To get the uterus to clamp down and remain hard we use external pressure on the uterus which stimulates the uterus to contract. We may need to internally assess for retained tissue and/or remove clots. We carry herbal tinctures that are known to stop uterine bleeding. If these don’t work, we also carry medications to stop bleeding. The most widely known of these is pitocin.

If blood loss is excessive and more than what is reasonable to handle at home then we contact EMS, administer IV fluids, and oxygen if necessary. Approximately 1.5% of homebirths transfer to higher level care after birth because of retained placenta or restore blood volume.

Prevention is the best way to address postpartum hemorrhage. This is why we emphasize nutrient dense foods in pregnancy and why we check your hemoglobin and address ways to bring up iron stores. We don’t insist that you push at birth until you and baby are good and ready for it. We are patient with the uterus and the birth of the placenta. By keeping baby skin-to-skin with mom, hormones are released that contract the uterus and cause the placenta to release. We don’t do a lot of external touching or rubbing on the uterus while we wait for the placenta because we don’t want to overstimulate it. We don’t pull on the cord to deliver the placenta unless there are other signs that indicate traction is needed. We respect birth and the birth of the placenta, we expect that a mom will be able to birth the placenta without intervention just as she birthed the baby. We are present to assess, to be watchful, and to be prepared if an intervention becomes necessary.

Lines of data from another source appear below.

//! Macros for declaring safe interfaces and building failures.
//!
//! - [`macro@crate::safe_interface`] - Re-exposes a capability trait on
//!   [`Wrapper`](crate::Wrapper) with every method returning
//!   [`ExceptionOr`](crate::ExceptionOr).
//! - [`macro@crate::fail`] - Builds a [`Failure`](crate::Failure) of a given kind
//!   from a format string.
//! - [`macro@crate::impl_failure_class`] - Gives an error type a fixed
//!   [`FailureKind`](crate::FailureKind).
//!
//! # Examples
//!
//! ```
//! use exception_or::{fail, safe_interface, Failure, FailureKind, Safe};
//!
//! trait Inventory {
//!     fn take(&self, count: u32) -> Result<u32, Failure>;
//! }
//!
//! safe_interface! {
//!     trait SafeInventory: Inventory {
//!         fn take(&self, count: u32) -> u32;
//!     }
//! }
//!
//! struct Shelf(u32);
//!
//! impl Inventory for Shelf {
//!     fn take(&self, count: u32) -> Result<u32, Failure> {
//!         if count > self.0 {
//!             return Err(fail!(ArgumentOutOfRange, "only {} left", self.0));
//!         }
//!         Ok(self.0 - count)
//!     }
//! }
//!
//! let shelf = Shelf(3);
//! let safe = Safe::wrapper(&shelf);
//! assert_eq!(safe.take(2).into_value(), Ok(1));
//! assert!(safe.take(5).has_failed_with(&[FailureKind::Argument]));
//! ```

/// Declares the `ExceptionOr`-returning view of a capability trait.
///
/// Given a trait `Cap` whose methods take `&self`, the macro declares a new
/// trait with the same methods returning `ExceptionOr<R>` (`ExceptionOr<()>`
/// when no return type is written) and implements it for every
/// [`Wrapper`](crate::Wrapper) whose target implements `Cap`, trait objects
/// included.
///
/// By default a method of `Cap` returns `Result<R, E>` with `E: IntoFailure`.
/// A method that returns a plain `R` is declared with a trailing `= value`;
/// its only failure channel is a panic, captured as
/// [`FailureKind::Panic`](crate::FailureKind::Panic) under the `std` feature.
///
/// # Syntax
///
/// ```text
/// safe_interface! {
///     pub trait SafeCap: Cap {
///         fn method(&self, arg: Type) -> Return;
///         fn unit_method(&self);
///         fn plain_method(&self) -> Return = value;
///     }
/// }
/// ```
///
/// ```
/// use exception_or::{safe_interface, FailureKind, Safe};
///
/// trait Named {
///     fn name(&self) -> String;
///     fn initial(&self) -> char;
/// }
///
/// safe_interface! {
///     trait SafeNamed: Named {
///         fn name(&self) -> String = value;
///         fn initial(&self) -> char = value;
///     }
/// }
///
/// struct Nobody;
///
/// impl Named for Nobody {
///     fn name(&self) -> String {
///         String::new()
///     }
///
///     fn initial(&self) -> char {
///         self.name().chars().next().expect("name is empty")
///     }
/// }
///
/// let safe = Safe::wrapper(&Nobody);
/// assert_eq!(safe.name().into_value(), Ok(String::new()));
/// assert!(safe.initial().has_failed_with(&[FailureKind::Panic]));
/// ```
///
/// Only the declared methods exist on the proxy; calling anything else is
/// rejected at compile time.
///
/// ```compile_fail
/// use exception_or::{safe_interface, Failure, Safe};
///
/// trait Counter {
///     fn count(&self) -> Result<u32, Failure>;
///     fn reset(&self) -> Result<(), Failure>;
/// }
///
/// safe_interface! {
///     trait SafeCounter: Counter {
///         fn count(&self) -> u32;
///     }
/// }
///
/// struct Zero;
///
/// impl Counter for Zero {
///     fn count(&self) -> Result<u32, Failure> { Ok(0) }
///     fn reset(&self) -> Result<(), Failure> { Ok(()) }
/// }
///
/// let zero = Zero;
/// let _ = Safe::wrapper(&zero).reset();
/// ```
#[macro_export]
macro_rules! safe_interface {
    (
        $(#[$meta:meta])*
        $vis:vis trait $name:ident : $cap:path {
            $(
                $(#[$method_meta:meta])*
                fn $method:ident(&self $(, $arg:ident : $arg_ty:ty)*) $(-> $ret:ty)? $(= $mode:ident)?;
            )*
        }
    ) => {
        $(#[$meta])*
        $vis trait $name {
            $(
                $(#[$method_meta])*
                fn $method(&self $(, $arg: $arg_ty)*)
                    -> $crate::ExceptionOr<$crate::__safe_return!($($ret)?)>;
            )*
        }

        impl<'__a, __T> $name for $crate::Wrapper<'__a, __T>
        where
            __T: $cap + ?Sized,
        {
            $(
                #[inline]
                fn $method(&self $(, $arg: $arg_ty)*)
                    -> $crate::ExceptionOr<$crate::__safe_return!($($ret)?)>
                {
                    $crate::__safe_call!(
                        $($mode)?;
                        self,
                        move |target| <__T as $cap>::$method(target $(, $arg)*)
                    )
                }
            )*
        }
    };
}

#[doc(hidden)]
#[macro_export]
macro_rules! __safe_return {
    () => {
        ()
    };
    ($ret:ty) => {
        $ret
    };
}

#[doc(hidden)]
#[macro_export]
macro_rules! __safe_call {
    (; $wrapper:expr, $call:expr) => {
        $wrapper.invoke($call)
    };
    (value; $wrapper:expr, $call:expr) => {
        $wrapper.invoke_value($call)
    };
}

/// Builds a [`Failure`](crate::Failure) of the named kind with a formatted message.
///
/// ```
/// use exception_or::{fail, FailureKind};
///
/// let age = 70;
/// let failure = fail!(NotSupported, "{age} is already old");
/// assert_eq!(failure.kind(), FailureKind::NotSupported);
/// assert_eq!(failure.message(), "70 is already old");
/// ```
#[macro_export]
macro_rules! fail {
    ($kind:ident, $($arg:tt)+) => {
        $crate::Failure::new($crate::FailureKind::$kind, $crate::__private::format!($($arg)+))
    };
}

/// Implements [`FailureClass`](crate::traits::FailureClass) with a fixed kind.
///
/// # Examples
///
/// ```
/// use exception_or::{impl_failure_class, traits::IntoFailure, FailureKind};
/// use std::fmt;
///
/// #[derive(Debug)]
/// struct MissingName;
///
/// impl fmt::Display for MissingName {
///     fn fmt(&self, f: &mut fmt::Formatter<'_>) -> fmt::Result {
///         f.write_str("name is required")
///     }
/// }
///
/// impl std::error::Error for MissingName {}
///
/// impl_failure_class!(MissingName => ArgumentNull);
///
/// let failure = MissingName.into_failure();
/// assert_eq!(failure.kind(), FailureKind::ArgumentNull);
/// assert_eq!(failure.message(), "name is required");
/// ```
#[macro_export]
macro_rules! impl_failure_class {
    ($type:ty => $kind:ident) => {
        impl $crate::traits::FailureClass for $type {
            #[inline]
            fn failure_kind(&self) -> $crate::FailureKind {
                $crate::FailureKind::$kind
            }
        }
    };
}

If we see that more is needed, we will call EMS for transport to higher-level care. When we have the at-home prenatal visit at 36-37 weeks we talk about the possibility and how we would manage a complication and change of plans. We will bring our equipment to show you, practice position changes, talk about herbal tinctures and medications, and learn what to expect in the case of an intervention. This education relieves worry and tension, it allows birth to proceed normally with the knowledge that if it veers outside of normal, we have skills and knowledge to bring it back to normal. Talking through various scenarios allows the parents to think through and choose care that makes them comfortable. This helps when quick action is called for. Respect and trust for each other is part of the midwife-client relationship.